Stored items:
- - - -
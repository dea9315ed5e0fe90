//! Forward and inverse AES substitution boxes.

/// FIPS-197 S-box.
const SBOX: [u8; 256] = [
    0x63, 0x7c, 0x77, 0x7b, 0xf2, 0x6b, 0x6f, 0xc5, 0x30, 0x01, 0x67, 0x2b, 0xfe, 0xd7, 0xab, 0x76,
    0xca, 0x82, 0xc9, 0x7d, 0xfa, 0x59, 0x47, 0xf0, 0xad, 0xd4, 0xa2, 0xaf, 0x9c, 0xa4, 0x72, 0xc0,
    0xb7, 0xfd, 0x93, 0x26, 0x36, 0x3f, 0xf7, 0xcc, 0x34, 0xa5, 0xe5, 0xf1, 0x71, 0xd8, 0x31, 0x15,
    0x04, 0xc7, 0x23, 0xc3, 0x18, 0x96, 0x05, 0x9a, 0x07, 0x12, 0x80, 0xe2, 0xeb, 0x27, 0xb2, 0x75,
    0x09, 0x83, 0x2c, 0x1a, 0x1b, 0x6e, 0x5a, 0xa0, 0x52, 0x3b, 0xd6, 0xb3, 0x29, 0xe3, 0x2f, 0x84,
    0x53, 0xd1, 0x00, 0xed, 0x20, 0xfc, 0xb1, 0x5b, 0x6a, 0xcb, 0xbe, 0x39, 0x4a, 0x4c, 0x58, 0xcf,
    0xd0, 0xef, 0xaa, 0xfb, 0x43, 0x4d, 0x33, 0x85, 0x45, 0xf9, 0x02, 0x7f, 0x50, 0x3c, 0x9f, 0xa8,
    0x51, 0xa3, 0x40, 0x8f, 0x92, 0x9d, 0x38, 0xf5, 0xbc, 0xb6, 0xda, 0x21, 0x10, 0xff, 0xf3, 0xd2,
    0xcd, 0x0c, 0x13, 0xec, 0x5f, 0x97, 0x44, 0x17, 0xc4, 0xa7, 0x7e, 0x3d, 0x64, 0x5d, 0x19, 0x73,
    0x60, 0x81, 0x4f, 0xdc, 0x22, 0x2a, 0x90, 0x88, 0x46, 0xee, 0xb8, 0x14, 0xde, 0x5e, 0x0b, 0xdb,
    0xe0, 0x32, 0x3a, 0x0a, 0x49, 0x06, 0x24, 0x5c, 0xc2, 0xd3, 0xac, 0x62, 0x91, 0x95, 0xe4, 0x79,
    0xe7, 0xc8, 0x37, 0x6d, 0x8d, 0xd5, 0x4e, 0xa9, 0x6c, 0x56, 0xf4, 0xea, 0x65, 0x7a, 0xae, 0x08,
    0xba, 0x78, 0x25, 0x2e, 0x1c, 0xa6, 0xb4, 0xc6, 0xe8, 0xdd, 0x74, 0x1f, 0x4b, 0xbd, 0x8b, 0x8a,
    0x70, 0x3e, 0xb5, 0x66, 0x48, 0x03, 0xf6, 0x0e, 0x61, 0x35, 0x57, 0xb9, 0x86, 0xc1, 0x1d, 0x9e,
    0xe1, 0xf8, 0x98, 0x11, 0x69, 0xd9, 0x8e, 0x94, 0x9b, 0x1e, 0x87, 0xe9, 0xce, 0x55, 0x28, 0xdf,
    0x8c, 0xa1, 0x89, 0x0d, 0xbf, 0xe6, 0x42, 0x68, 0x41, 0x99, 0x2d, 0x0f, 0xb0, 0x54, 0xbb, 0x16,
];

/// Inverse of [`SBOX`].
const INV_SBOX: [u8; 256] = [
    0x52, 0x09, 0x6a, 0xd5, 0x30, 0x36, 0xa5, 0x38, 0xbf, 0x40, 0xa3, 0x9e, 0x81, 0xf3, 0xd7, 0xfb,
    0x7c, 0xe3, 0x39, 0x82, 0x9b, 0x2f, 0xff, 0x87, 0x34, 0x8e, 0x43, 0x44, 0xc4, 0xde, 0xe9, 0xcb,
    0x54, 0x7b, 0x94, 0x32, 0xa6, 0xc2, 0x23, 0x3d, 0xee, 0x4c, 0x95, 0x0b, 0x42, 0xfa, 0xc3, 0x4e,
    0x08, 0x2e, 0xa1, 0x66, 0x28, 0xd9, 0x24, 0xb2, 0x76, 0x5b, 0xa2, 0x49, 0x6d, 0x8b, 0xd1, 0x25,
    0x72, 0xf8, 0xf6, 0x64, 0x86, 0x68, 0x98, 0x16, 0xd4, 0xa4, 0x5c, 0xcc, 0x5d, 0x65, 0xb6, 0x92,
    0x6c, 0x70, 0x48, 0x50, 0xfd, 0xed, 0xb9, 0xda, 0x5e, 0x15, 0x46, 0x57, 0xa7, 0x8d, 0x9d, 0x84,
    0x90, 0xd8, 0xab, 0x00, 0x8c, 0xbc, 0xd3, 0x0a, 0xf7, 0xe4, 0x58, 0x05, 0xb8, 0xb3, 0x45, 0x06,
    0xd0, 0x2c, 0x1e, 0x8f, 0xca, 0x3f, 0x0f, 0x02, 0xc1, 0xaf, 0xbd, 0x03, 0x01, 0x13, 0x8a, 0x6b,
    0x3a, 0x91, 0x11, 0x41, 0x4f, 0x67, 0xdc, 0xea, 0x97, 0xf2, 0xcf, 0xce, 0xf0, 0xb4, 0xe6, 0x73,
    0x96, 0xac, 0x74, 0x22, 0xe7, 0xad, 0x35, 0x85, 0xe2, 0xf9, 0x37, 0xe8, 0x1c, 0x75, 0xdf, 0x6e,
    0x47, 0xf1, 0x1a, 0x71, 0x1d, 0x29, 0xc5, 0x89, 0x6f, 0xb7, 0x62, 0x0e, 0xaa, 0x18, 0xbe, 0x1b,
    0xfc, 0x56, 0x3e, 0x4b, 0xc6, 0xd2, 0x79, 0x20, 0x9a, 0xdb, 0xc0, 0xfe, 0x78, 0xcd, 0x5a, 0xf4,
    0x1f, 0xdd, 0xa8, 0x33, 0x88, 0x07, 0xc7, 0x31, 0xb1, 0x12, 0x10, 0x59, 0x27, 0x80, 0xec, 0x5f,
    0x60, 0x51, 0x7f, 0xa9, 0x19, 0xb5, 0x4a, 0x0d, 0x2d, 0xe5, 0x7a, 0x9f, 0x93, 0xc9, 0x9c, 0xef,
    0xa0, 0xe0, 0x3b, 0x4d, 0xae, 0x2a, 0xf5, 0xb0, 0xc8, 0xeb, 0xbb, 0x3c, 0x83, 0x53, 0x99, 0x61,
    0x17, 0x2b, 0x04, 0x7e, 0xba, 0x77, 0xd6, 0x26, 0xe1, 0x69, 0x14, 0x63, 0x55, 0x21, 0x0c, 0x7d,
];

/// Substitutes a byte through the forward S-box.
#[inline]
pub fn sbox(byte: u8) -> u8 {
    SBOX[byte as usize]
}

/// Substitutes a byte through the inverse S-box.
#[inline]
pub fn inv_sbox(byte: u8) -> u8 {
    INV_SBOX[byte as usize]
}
- - - -
_PROBLEM_
In the records above, locate every line with the string "const" and copy it.

_REPLY_
const SBOX: [u8; 256] = [
const INV_SBOX: [u8; 256] = [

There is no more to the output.